Top of Supplied records

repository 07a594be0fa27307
pub mod adapters;
pub mod api;
pub mod application;
pub mod config;
pub mod domain;
pub mod ports;
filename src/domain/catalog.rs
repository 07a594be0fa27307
use serde::{Deserialize, Serialize};
use thiserror::Error;

use super::title::Title;

pub const DEFAULT_PAGE: u32 = 1;
pub const DEFAULT_LIMIT: u32 = 10;
pub const MAX_LIMIT: u32 = 100;

/// ページ指定のエラー
#[derive(Debug, Clone, PartialEq, Eq, Error)]
pub enum PaginationError {
    #[error("page must be at least 1, got {0}")]
    PageBelowOne(u32),
    #[error("limit must be between 1 and 100, got {0}")]
    LimitOutOfRange(u32),
}

/// 1始まりのページ指定
#[derive(Debug, Clone, Copy, PartialEq, Eq)]
pub struct Pagination {
    page: u32,
    limit: u32,
}

impl Pagination {
    pub fn new(page: u32, limit: u32) -> Result<Self, PaginationError> {
        if page < 1 {
            return Err(PaginationError::PageBelowOne(page));
        }
        if !(1..=MAX_LIMIT).contains(&limit) {
            return Err(PaginationError::LimitOutOfRange(limit));
        }
        Ok(Self { page, limit })
    }

    pub fn page(&self) -> u32 {
        self.page
    }

    pub fn limit(&self) -> u32 {
        self.limit
    }

    pub fn offset(&self) -> u64 {
        u64::from(self.page - 1) * u64::from(self.limit)
    }

    /// ceil(total / limit)
    pub fn total_pages(&self, total: u64) -> u64 {
        total.div_ceil(u64::from(self.limit))
    }
}

/// タイトル検索条件（大文字小文字を区別しない部分一致）
#[derive(Debug, Clone, Default, PartialEq, Eq)]
pub struct TitleFilter {
    pub title: Option<String>,
    pub author: Option<String>,
}

impl TitleFilter {
    /// 空白のみの条件を取り除く
    pub fn normalized(self) -> Self {
        let clean = |value: Option<String>| {
            value
                .map(|v| v.trim().to_string())
                .filter(|v| !v.is_empty())
        };
        Self {
            title: clean(self.title),
            author: clean(self.author),
        }
    }

    /// インメモリ実装向けの判定
    pub fn matches(&self, title: &Title) -> bool {
        let contains = |haystack: &str, needle: &Option<String>| match needle {
            Some(needle) => haystack.to_lowercase().contains(&needle.to_lowercase()),
            None => true,
        };
        contains(&title.title, &self.title) && contains(&title.author, &self.author)
    }
}

/// タイトル一覧の1ページ
#[derive(Debug, Clone, PartialEq, Eq, Serialize, Deserialize)]
pub struct TitlePage {
    pub items: Vec<Title>,
    pub total: u64,
    pub page: u32,
    pub total_pages: u64,
}

#[cfg(test)]
mod tests {
    use super::*;

    #[test]
    fn test_pagination_offset() {
        let pagination = Pagination::new(3, 20).unwrap();
        assert_eq!(pagination.offset(), 40);
    }

    #[test]
    fn test_total_pages_rounds_up() {
        let pagination = Pagination::new(1, 10).unwrap();
        assert_eq!(pagination.total_pages(0), 0);
        assert_eq!(pagination.total_pages(10), 1);
        assert_eq!(pagination.total_pages(11), 2);
    }

    #[test]
    fn test_pagination_rejects_out_of_range() {
        assert_eq!(
            Pagination::new(0, 10).unwrap_err(),
            PaginationError::PageBelowOne(0)
        );
        assert_eq!(
            Pagination::new(1, 0).unwrap_err(),
            PaginationError::LimitOutOfRange(0)
        );
        assert_eq!(
            Pagination::new(1, MAX_LIMIT + 1).unwrap_err(),
            PaginationError::LimitOutOfRange(MAX_LIMIT + 1)
        );
    }

    #[test]
    fn test_filter_normalized_drops_blank_terms() {
        let filter = TitleFilter {
            title: Some("  ".to_string()),
            author: Some(" tolkien ".to_string()),
        }
        .normalized();

        assert_eq!(filter.title, None);
        assert_eq!(filter.author.as_deref(), Some("tolkien"));
    }
}
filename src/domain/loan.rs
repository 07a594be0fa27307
use chrono::{DateTime, Utc};
use serde::{Deserialize, Serialize};

use super::{BorrowerId, CloseLoanError, LoanId, TitleId};

/// 貸出ステータス
#[derive(Debug, Clone, Copy, PartialEq, Eq, Serialize, Deserialize)]
#[serde(rename_all = "lowercase")]
pub enum LoanStatus {
    /// 貸出中
    Open,
    /// 返却済み
    Returned,
}

/// Loan - 1人の借り手が1冊を借りた記録
///
/// `returned_at`が`None`の間は貸出中。
/// 返却後は履歴として残り、再開・削除されない。
#[derive(Debug, Clone, PartialEq, Eq, Serialize, Deserialize)]
pub struct Loan {
    pub id: LoanId,
    pub title_id: TitleId,
    pub borrower_id: BorrowerId,
    pub borrowed_at: DateTime<Utc>,
    pub returned_at: Option<DateTime<Utc>>,
}

impl Loan {
    pub fn is_open(&self) -> bool {
        self.returned_at.is_none()
    }

    pub fn status(&self) -> LoanStatus {
        if self.is_open() {
            LoanStatus::Open
        } else {
            LoanStatus::Returned
        }
    }
}

/// 純粋関数：貸出記録を開く
pub fn open_loan(title_id: TitleId, borrower_id: BorrowerId, borrowed_at: DateTime<Utc>) -> Loan {
    Loan {
        id: LoanId::new(),
        title_id,
        borrower_id,
        borrowed_at,
        returned_at: None,
    }
}

/// 純粋関数：貸出記録を閉じる
///
/// 既に返却済みの記録は変更しない。
pub fn close_loan(loan: &Loan, returned_at: DateTime<Utc>) -> Result<Loan, CloseLoanError> {
    if !loan.is_open() {
        return Err(CloseLoanError::AlreadyReturned);
    }

    Ok(Loan {
        returned_at: Some(returned_at),
        ..loan.clone()
    })
}
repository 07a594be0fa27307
use serde::{Deserialize, Serialize};
use uuid::Uuid;

use super::InvalidTitleInput;

/// タイトルID - 在庫レコードの識別子
#[derive(Debug, Clone, Copy, PartialEq, Eq, Hash, PartialOrd, Ord, Serialize, Deserialize)]
pub struct TitleId(Uuid);

impl TitleId {
    pub fn new() -> Self {
        Self(Uuid::new_v4())
    }

    pub fn from_uuid(uuid: Uuid) -> Self {
        Self(uuid)
    }

    pub fn value(&self) -> Uuid {
        self.0
    }
}

impl Default for TitleId {
    fn default() -> Self {
        Self::new()
    }
}

/// 貸出ID
#[derive(Debug, Clone, Copy, PartialEq, Eq, Hash, Serialize, Deserialize)]
pub struct LoanId(Uuid);

impl LoanId {
    pub fn new() -> Self {
        Self(Uuid::new_v4())
    }

    pub fn from_uuid(uuid: Uuid) -> Self {
        Self(uuid)
    }

    pub fn value(&self) -> Uuid {
        self.0
    }
}

impl Default for LoanId {
    fn default() -> Self {
        Self::new()
    }
}

/// 借り手ID - 外部の認証コンテキストへの参照
///
/// 借り手の詳細はこのコンテキストでは扱わない。
#[derive(Debug, Clone, Copy, PartialEq, Eq, Hash, Serialize, Deserialize)]
pub struct BorrowerId(Uuid);

impl BorrowerId {
    pub fn new() -> Self {
        Self(Uuid::new_v4())
    }

    pub fn from_uuid(uuid: Uuid) -> Self {
        Self(uuid)
    }

    pub fn value(&self) -> Uuid {
        self.0
    }
}

impl Default for BorrowerId {
    fn default() -> Self {
        Self::new()
    }
}

/// ISBN - タイトルの業務キー
///
/// 不変条件：ハイフンと空白を除いた10桁または13桁。
/// ISBN-10の末尾のみ`X`を許容する。正規化済みの文字列を保持する。
#[derive(Debug, Clone, PartialEq, Eq, Hash, Serialize, Deserialize)]
#[serde(try_from = "String", into = "String")]
pub struct Isbn(String);

impl Isbn {
    /// 文字列からISBNを生成する
    ///
    /// # エラー
    /// 桁数や文字種が不正な場合は`InvalidTitleInput::MalformedIsbn`を返す
    pub fn parse(raw: &str) -> Result<Self, InvalidTitleInput> {
        let normalized: String = raw
            .chars()
            .filter(|c| *c != '-' && !c.is_whitespace())
            .map(|c| c.to_ascii_uppercase())
            .collect();

        let valid = match normalized.len() {
            13 => normalized.chars().all(|c| c.is_ascii_digit()),
            10 => normalized.char_indices().all(|(i, c)| {
                c.is_ascii_digit() || (i == 9 && c == 'X')
            }),
            _ => false,
        };

        if !valid {
            return Err(InvalidTitleInput::MalformedIsbn(raw.to_string()));
        }
        Ok(Self(normalized))
    }

    pub fn as_str(&self) -> &str {
        &self.0
    }
}

impl TryFrom<String> for Isbn {
    type Error = InvalidTitleInput;

    fn try_from(value: String) -> Result<Self, Self::Error> {
        Self::parse(&value)
    }
}

impl From<Isbn> for String {
    fn from(isbn: Isbn) -> Self {
        isbn.0
    }
}

impl std::fmt::Display for Isbn {
    fn fmt(&self, f: &mut std::fmt::Formatter<'_>) -> std::fmt::Result {
        f.write_str(&self.0)
    }
}

/// 表紙画像への参照（CoverStoreが返す不透明な値）
#[derive(Debug, Clone, PartialEq, Eq, Serialize, Deserialize)]
pub struct CoverRef(String);

impl CoverRef {
    pub fn new(reference: impl Into<String>) -> Self {
        Self(reference.into())
    }

    pub fn as_str(&self) -> &str {
        &self.0
    }
}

Bottom of Supplied records

Tell me how many lines in the entries contain the string "enum", and give nothing besides that number.

2